Wednesday, September 11, 2024
25.8 C
Sierra Leone

The Need to Redefine ‘Grand Corruption’

Share

 

Many studies have highlighted the adverse effects of corruption on a country’s economic growth and development. According to the World Economic Forum, the cost of corruption now equals 2.6 trillion US dollars, which is 5% of global GDP. In Sub-Saharan Africa, the consequences of corruption are evident in our poor road networks, injustice, inability to provide proper healthcare, high illiteracy rate, unemployment and consequently poverty.

Corruption has often been classified in the categories of grand and petty corruption. Moses Montesh of the University of South Africa describes Grand Corruption as one which involves “…heads of state, ministers, or other senior government officials…”  Petty corruption on the other hand “…involves the payment of comparatively small amounts of money to facilitate official transactions…”

Heads of government and public institutions are usually the vote controllers. They make the key decisions that affect their institutions, and sometimes, sector. They manage funds and resources in their institutions. As a result of the power they have to control funds and resources, those who engage in acts of corruption, can amass or misappropriate huge public funds and resources. This can possibly explain why acts of corruption perpetrated by them, are classified as Grand Corruption.

Public officers- like nurses, police officers, immigration officers and teachers-who solicit or accept bribes during service delivery commit acts of corruption that can best be classified as petty corruption.

Interpretation of the above definition of Grand Corruption may imply that when an individual in high office steals or misappropriates funds, no matter how small the amount involved, it will still be classified as Grand Corruption because of the position of the person involved. And when a low-ranking public officer commits an act of corruption-no matter how huge the funds involved-we would go on to describe it as petty corruption. Is it time that we redefined our classification of Grand and Petty corruption?

The Anti-Corruption Commission (ACC) has in the recent past indicted many public officers for different offences under the Anti-Corruption Act 2008. The individuals indicted can be described as those who committed both grand and petty corruption. The former Commissioner Joseph Fitzgerald Kamara, and the current Commissioner Ady Macauley-who was lead prosecutor for a number of cases- always argue in favour of the need to target “ both the tigers [highly placed officers] and the flies [low-ranking officers]” in the anti-corruption campaigns. As a result, we have seen indictments across all levels, including sitting government ministers, a mayor, top civil servants, a chief administrator, aid workers, teachers, police officers and others. The Commission has recorded huge successes in these cases, as shown in the one hundred percent conviction rate secured in 2014.
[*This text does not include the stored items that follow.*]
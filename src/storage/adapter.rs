//! Typed accessors over the raw key-value store
//!
//! Each record has a documented default used when its key is absent. The
//! `get_*` readers for settings, stats, recent list and analytics also fall
//! back to that default when the store is unreachable, so read-only callers
//! stay usable. The `load_*` readers propagate every failure and are what
//! read-modify-write paths use; a fallback there would overwrite real data
//! with a default.

use std::sync::Arc;

use serde::Serialize;
use serde::de::DeserializeOwned;
use serde_json::Value;
use tracing::{debug, warn};

use crate::errors::{JumptoError, Result};
use crate::models::{AnalyticsBuffer, RecentItem, Settings, ShortcutMap, UsageStats};
use crate::storage::KeyValueStore;

/// Top-level keys in the store
pub mod keys {
    pub const SHORTCUTS: &str = "shortcuts";
    pub const SETTINGS: &str = "settings";
    pub const STATS: &str = "stats";
    pub const RECENTLY_USED: &str = "recentlyUsed";
    pub const ANALYTICS: &str = "analytics";
}

#[derive(Clone)]
pub struct StoreAdapter {
    store: Arc<dyn KeyValueStore>,
}

impl StoreAdapter {
    pub fn new(store: Arc<dyn KeyValueStore>) -> Self {
        Self { store }
    }

    pub fn backend_name(&self) -> &'static str {
        self.store.backend_name()
    }

    async fn read<T: DeserializeOwned>(&self, key: &str) -> Result<Option<T>> {
        match self.store.get(key).await? {
            Some(value) => serde_json::from_value(value).map(Some).map_err(|e| {
                JumptoError::serialization(format!("Stored record '{}' is malformed: {}", key, e))
            }),
            None => Ok(None),
        }
    }

    async fn read_or_default<T: DeserializeOwned + Default>(&self, key: &str) -> T {
        match self.read::<T>(key).await {
            Ok(value) => value.unwrap_or_default(),
            Err(e) => {
                warn!("Falling back to default for '{}': {}", key, e);
                T::default()
            }
        }
    }

    async fn write<T: Serialize>(&self, key: &str, value: &T) -> Result<()> {
        let value = serde_json::to_value(value)?;
        self.store.set(key, value).await?;
        debug!("Stored record '{}'", key);
        Ok(())
    }

    // ============ Shortcuts ============

    /// Registry read; never falls back, an unreadable registry is an error
    pub async fn get_shortcuts(&self) -> Result<ShortcutMap> {
        Ok(self.read(keys::SHORTCUTS).await?.unwrap_or_default())
    }

    pub async fn set_shortcuts(&self, shortcuts: &ShortcutMap) -> Result<()> {
        self.write(keys::SHORTCUTS, shortcuts).await
    }

    // ============ Settings ============

    /// Settings, or the defaults when absent or unreadable
    ///
    /// Never writes. Persisting the defaults is a registry write and belongs
    /// to whoever holds the write gate.
    pub async fn get_settings(&self) -> Settings {
        match self.read::<Settings>(keys::SETTINGS).await {
            Ok(settings) => settings.unwrap_or_default(),
            Err(e) => {
                warn!("Falling back to default settings: {}", e);
                Settings::default()
            }
        }
    }

    /// Raw settings record; `None` when the key has never been written
    pub async fn find_settings(&self) -> Result<Option<Settings>> {
        self.read(keys::SETTINGS).await
    }

    pub async fn load_settings(&self) -> Result<Settings> {
        Ok(self.read(keys::SETTINGS).await?.unwrap_or_default())
    }

    pub async fn set_settings(&self, settings: &Settings) -> Result<()> {
        self.write(keys::SETTINGS, settings).await
    }

    // ============ Stats ============

    pub async fn get_stats(&self) -> UsageStats {
        self.read_or_default(keys::STATS).await
    }

    pub async fn load_stats(&self) -> Result<UsageStats> {
        Ok(self.read(keys::STATS).await?.unwrap_or_default())
    }

    pub async fn set_stats(&self, stats: &UsageStats) -> Result<()> {
        self.write(keys::STATS, stats).await
    }

    // ============ Recently used ============

    pub async fn get_recently_used(&self) -> Vec<RecentItem> {
        self.read_or_default(keys::RECENTLY_USED).await
    }

    pub async fn load_recently_used(&self) -> Result<Vec<RecentItem>> {
        Ok(self.read(keys::RECENTLY_USED).await?.unwrap_or_default())
    }

    pub async fn set_recently_used(&self, items: &[RecentItem]) -> Result<()> {
        self.write(keys::RECENTLY_USED, &items).await
    }

    // ============ Analytics ============

    pub async fn get_analytics(&self) -> AnalyticsBuffer {
        self.read_or_default(keys::ANALYTICS).await
    }

    pub async fn load_analytics(&self) -> Result<AnalyticsBuffer> {
        Ok(self.read(keys::ANALYTICS).await?.unwrap_or_default())
    }

    pub async fn set_analytics(&self, analytics: &AnalyticsBuffer) -> Result<()> {
        self.write(keys::ANALYTICS, analytics).await
    }

    // ============ Whole store ============

    /// Serialize every key in the store as one pretty-printed JSON object
    pub async fn export_all(&self) -> Result<String> {
        let snapshot = self.store.snapshot().await?;
        Ok(serde_json::to_string_pretty(&Value::Object(snapshot))?)
    }

    /// Replace the ENTIRE store with the contents of `serialized`
    ///
    /// Destructive: every existing key is dropped, nothing is merged. Fails
    /// with `InvalidImportFormat` unless the input is a JSON object.
    pub async fn import_all(&self, serialized: &str) -> Result<()> {
        let parsed: Value = serde_json::from_str(serialized)
            .map_err(|e| JumptoError::invalid_import_format(format!("Invalid import data: {}", e)))?;

        let Value::Object(entries) = parsed else {
            return Err(JumptoError::invalid_import_format(
                "Invalid import data: expected a JSON object",
            ));
        };

        warn!("Replacing entire store with {} imported keys", entries.len());
        self.store.replace_all(entries).await
    }

    /// Remove every record
    pub async fn clear_all(&self) -> Result<()> {
        warn!("Clearing entire store");
        self.store.clear().await
    }
}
Members of the public always welcome indictments against top government officers. However, when it comes to indictment of low-ranking public officers, they sometimes make it look less important. Some even ask the question: how much could such officers amass when compared to those in high offices? Such questions could be seen as misplaced for equality before the law should also mean that when a junior public officer commits an offence they should face the same consequence as would a top public officer.

The ACC has indicted junior public officers who have corruptly amassed so much wealth while serving in public offices. A clear example is the case of Solomon Katta, who was indicted by the Commission in 2013 for various corruption offences. Katta was a staff at the National Revenue Authority (NRA). However, his acts of corruption saw him amass billions of leones while working with the NRA. As a result, a High Court judge handed him a custodial sentence of six years imprisonment and fined two billion two hundred million leones following his conviction.

Another case involves a bursar who was embezzling millions of leones of unclaimed salaries in her school. Multiplying the monies she was appropriating by twelve calendar months will total hundreds of millions of leones.

Imagine how many pupils or students that could have benefited from government grants-in-aid had such stolen funds been available. Or you can think of the number of teachers or nurses that could have been remunerated from such funds! The question to ask now is: must we continue to class the aforementioned cases involving huge sums of money as petty corruption just because those involved are junior public officers?

In the words of ACC Commissioner Ady Macauley, there is need to define-or redefine-grand corruption by its form or from the angle of the public resources at stake, and not necessarily who is involved. In essence, when a public officer in the category of “flies” engages in acts of corruption, resulting in huge sums of funds to be embezzled, we should class such in the category of grand corruption. As such, any indictment thereafter should be highly welcomed and be given wide media coverage as it would have been had a top government officer involved.

 

 Members of the public have a role to play in this respect. We should start frowning at all levels of corruption no matter who is involved. I will sum up this piece with the words of former Director of the Intelligence Investigations and Prosecutions Department at the ACC and now Appeals Court judge, Justice Reginald Fynn Jnr., who once told me in an interview that, “…it is not only the prominent cases that we have to be proud of”.  Justice Fynn said that the Commission also goes down “… to those smaller cases which affect the lives of the everyday person because the impact on the person from whom you extort five thousand leones is a lot more than the millions which a highly placed official would steal.”